Coote told Markets Media that Cobalt’s centralised solution allows the use of credit lines to be optimised, reducing settlement exposure and net open positions.
“Our latest analysis using extracts of trading data from top tier clients demonstrated approximately $2tn reduction in settlement exposure for a single month,” said Coote.
Coote continued that there are vast opportunities to extend Cobalt’s services and analytics and the firm will work with other service providers to increase post-trade efficiencies.
“The FX market is evolving; the methods of settlement are diversifying and non-CLS currency volumes are growing,” he added. “Cobalt is working with central counterparties and clearing services to ensure a slick post-trade solution to facilitate this change.”
The evolution of the FX market was highlighted by the release this month of the BIS Triennial Central Bank Survey on global FX and over-the-counter derivatives.

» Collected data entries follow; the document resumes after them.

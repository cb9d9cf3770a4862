// Copyright 2026 Phillip Cloud
// Licensed under the Apache License, Version 2.0

use serde::{Deserialize, Serialize};
use std::fmt;

macro_rules! entity_id {
    ($name:ident) => {
        #[derive(
            Debug, Clone, Copy, PartialEq, Eq, PartialOrd, Ord, Hash, Serialize, Deserialize,
        )]
        #[serde(transparent)]
        pub struct $name(i64);

        impl $name {
            pub const fn new(value: i64) -> Self {
                Self(value)
            }

            pub const fn get(self) -> i64 {
                self.0
            }
        }

        impl From<i64> for $name {
            fn from(value: i64) -> Self {
                Self(value)
            }
        }

        impl fmt::Display for $name {
            fn fmt(&self, f: &mut fmt::Formatter<'_>) -> fmt::Result {
                write!(f, "{}", self.0)
            }
        }
    };
}

entity_id!(DatabaseId);
entity_id!(TableId);
entity_id!(FieldId);
entity_id!(ItemId);

const ROOT_COLLECTION_KEY: &str = "root";

/// Collections are addressed by number, except the instance-wide root which
/// the API calls `"root"`.
#[derive(Debug, Clone, PartialEq, Eq, Hash, Serialize, Deserialize)]
#[serde(untagged)]
pub enum CollectionId {
    Id(i64),
    Key(String),
}

impl CollectionId {
    pub fn root() -> Self {
        Self::Key(ROOT_COLLECTION_KEY.to_owned())
    }

    pub fn is_root(&self) -> bool {
        matches!(self, Self::Key(key) if key == ROOT_COLLECTION_KEY)
    }
}

impl From<i64> for CollectionId {
    fn from(value: i64) -> Self {
        Self::Id(value)
    }
}

impl From<ItemId> for CollectionId {
    fn from(value: ItemId) -> Self {
        Self::Id(value.get())
    }
}

impl fmt::Display for CollectionId {
    fn fmt(&self, f: &mut fmt::Formatter<'_>) -> fmt::Result {
        match self {
            Self::Id(id) => write!(f, "{id}"),
            Self::Key(key) => f.write_str(key),
        }
    }
}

Trading in FX markets reached $6.6 trillion per day in April 2019, an increase of 30% from three years earlier, the new Triennial Survey shows. Watch senior economist Vladyslav Sushko discuss its findings #BISstatistics #ForeignExchange pic.twitter.com/Ak8JQFfGLX
— Bank for International Settlements (@BIS_org) September 17, 2019
FX trading with other financial institutions exceeded inter-dealer trading volumes, reaching $3.6 trillion in April this year, or 55% of global turnover.
“This was due to a higher share of trading with non-reporting banks as well as with hedge funds and proprietary trading firms, while trading with institutional investors declined,” said the BIS.
Trading activity in the United Kingdom and Hong Kong SAR grew by more than the global average.
Trading in the United Kingdom, the United States, Hong Kong SAR, Singapore and Japan accounted for 79% of all #ForeignExchange trading in April; London kept top spot with 43% market share, the BIS Triennial Central Bank Survey 2019 shows #BISStatistics https://t.co/66TQtWh9WS pic.twitter.com/ZJmQhQ01dd
— Bank for International Settlements (@BIS_org) September 16, 2019
Mainland China also recorded an 87% rise in trading activity making it the eighth largest FX trading centre, compared to 13th three years ago.
The US dollar retained its dominant currency status but the relative ranking of the next seven most liquid currencies did not change from 2016. Turnover in the euro, the second most traded currency, increased at a slightly higher rate than the aggregate market.
The US dollar kept its dominant currency status – comprising one side of 88% of all trades. Euro share grew to 32%. Although the share of Japanese yen trades fell 5 percentage points, it was still the third most actively traded currency #BISStatistics https://t.co/xtThi4fmgW pic.twitter.com/okNlVAuQ3K
— Bank for International Settlements (@BIS_org) September 16, 2019
Brian Nolan, co-founder of Finteum, said in a email that there has been a huge increase in volume in FX in the past three years but post-trade infrastructure has remained largely unchanged for over a decade.
“That creates significant operational and settlement risk, which should be making the industry nervous. As volumes increase, so do risks,” added Nolan. “Especially now, with jitters around the global economy, we should be looking very hard at applying technology in smarter ways to reduce risks in the current foreign exchange system.”